僕の理解では「だっぺ」方言を使うと、粗暴で粗雑で、暴力的なキャラクターに見えることを狙っているのだろう。少なくともツッパリたちは、そう考えている。
「だっぺ」を使っていても、繊細で、暴力には縁のない人はいるはずだが、ツッパリたちはそう考えない。まったく下劣な差別意識丸出しだ。
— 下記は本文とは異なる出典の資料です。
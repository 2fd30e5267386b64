//! Milestone feed sync.

use crate::error::{ErrorKind, Result};
use exn::ResultExt;
use revmap_cache::Repository;
use revmap_cache::models::Milestone;
use revmap_remote::MilestoneFeed;
use tracing::info;

/// Fetch the milestone feed once and upsert every entry.
///
/// Last write wins unconditionally: the feed is the single source of truth
/// at fetch time and may retroactively move a milestone's branch point. The
/// whole batch is applied atomically; a fetch failure leaves the store
/// untouched. Returns the number of milestones upserted.
pub async fn sync_milestones(feed: &dyn MilestoneFeed, repo: &Repository) -> Result<usize> {
    let items = feed.fetch().await.or_raise(|| ErrorKind::Feed)?;
    let milestones: Vec<Milestone> = items
        .iter()
        .map(|item| Milestone {
            milestone: item.milestone,
            revision: item.chromium_main_branch_position,
        })
        .collect();
    repo.upsert_milestones(&milestones).await.or_raise(|| ErrorKind::Store)?;
    info!(milestones = milestones.len(), "milestone sync complete");
    Ok(milestones.len())
}

#[cfg(test)]
mod tests {
    use super::*;
    use revmap_cache::Database;
    use revmap_remote::mock::MockFeed;

    async fn repo() -> Repository {
        let db = Database::connect_in_memory().await.unwrap();
        Repository::from(&db)
    }

    #[tokio::test]
    async fn test_feed_entries_are_upserted() {
        let repo = repo().await;
        let feed = MockFeed::default().with_items([(100, 950365), (101, 961656)]);
        assert_eq!(sync_milestones(&feed, &repo).await.unwrap(), 2);
        let all = repo.list_milestones().await.unwrap();
        assert_eq!(
            all,
            vec![
                Milestone { milestone: 100, revision: 950365 },
                Milestone { milestone: 101, revision: 961656 },
            ]
        );
    }

    #[tokio::test]
    async fn test_refetch_overwrites_revisions() {
        let repo = repo().await;
        sync_milestones(&MockFeed::default().with_items([(100, 500)]), &repo).await.unwrap();
        // The feed moved milestone 100's branch point.
        sync_milestones(&MockFeed::default().with_items([(100, 600)]), &repo).await.unwrap();
        assert_eq!(
            repo.list_milestones().await.unwrap(),
            vec![Milestone { milestone: 100, revision: 600 }]
        );
    }

    #[tokio::test]
    async fn test_fetch_failure_leaves_store_untouched() {
        let repo = repo().await;
        sync_milestones(&MockFeed::default().with_items([(99, 400)]), &repo).await.unwrap();
        let error = sync_milestones(&MockFeed::default().failing(), &repo).await.unwrap_err();
        assert!(matches!(&*error, ErrorKind::Feed));
        assert_eq!(
            repo.list_milestones().await.unwrap(),
            vec![Milestone { milestone: 99, revision: 400 }]
        );
    }
}
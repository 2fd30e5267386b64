//! Resolver/exporter: the read-only final stage of a run.

use crate::error::{ErrorKind, Result};
use exn::ResultExt;
use revmap_cache::Repository;
use revmap_cache::models::{ResolvedRecord, SyncEntry};
use serde::Serialize;
use std::path::Path;
use tracing::info;

/// The portable export document.
///
/// `records` holds, for every `(milestone, platform)` pair with at least one
/// eligible snapshot, the greatest snapshot revision not exceeding the
/// milestone's branch revision — ordered by revision ascending, ties broken
/// by prefix, so re-exporting an unchanged store is byte-identical.
/// `updatedAt` is the sync log, emitted unmodified.
#[derive(Debug, Clone, PartialEq, Eq, Serialize)]
pub struct ExportDocument {
    pub records: Vec<ResolvedRecord>,
    #[serde(rename = "updatedAt")]
    pub updated_at: Vec<SyncEntry>,
}

/// Assemble the export document from the store. Pure read, no mutation.
pub async fn build_document(repo: &Repository) -> Result<ExportDocument> {
    let records = repo.resolve_records().await.or_raise(|| ErrorKind::Store)?;
    let updated_at = repo.list_sync_logs().await.or_raise(|| ErrorKind::Store)?;
    Ok(ExportDocument { records, updated_at })
}

/// Resolve the full record set and write it to `path`, pretty-printed.
///
/// The document is written to a sibling temporary file and renamed into
/// place, so a failed write never leaves a truncated file looking complete;
/// the previous export stays observable instead. Returns the number of
/// resolved records written.
pub async fn write_export(repo: &Repository, path: impl AsRef<Path>) -> Result<usize> {
    let path = path.as_ref();
    let document = build_document(repo).await?;
    let json = serde_json::to_vec_pretty(&document).or_raise(|| ErrorKind::Serialize)?;

    if let Some(parent) = path.parent() {
        tokio::fs::create_dir_all(parent).await.or_raise(|| ErrorKind::ExportIo(path.to_path_buf()))?;
    }
    let staging = path.with_extension("json.tmp");
    tokio::fs::write(&staging, &json).await.or_raise(|| ErrorKind::ExportIo(staging.clone()))?;
    tokio::fs::rename(&staging, path).await.or_raise(|| ErrorKind::ExportIo(path.to_path_buf()))?;

    info!(records = document.records.len(), path = %path.display(), "export written");
    Ok(document.records.len())
}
相変わらず下卑た笑いを表情に貼り付けたまま、金髪パンチ三年野郎は言葉を続けた。
「昨日、あの双子に話し掛けていたっぺよ。許嫁がいるっちゅうのに、はあー、あっきれた調子こいてんなあ!」
それでか!
僕の全身に震えが走った。
昨日、僕が双子姉妹に話し掛け、大胆にもデートの約束をしたことにより、僕と朱美の婚約が消滅したとツッパリたちは判断したのだ!
もう真兼家についてあれこれ考える必要はない。
だから遠慮なく、僕を苛める好機が来たというわけだろう。
すべてのツッパリ、ヤンキーは僕の敵となる。
これからの学校生活は、どんな酷いことになるか想像するだけで暗澹となる。
ちらっと横目で後部座席を見ると、三年生は全員、何かを期待したようなニヤニヤ笑いを浮かべていた。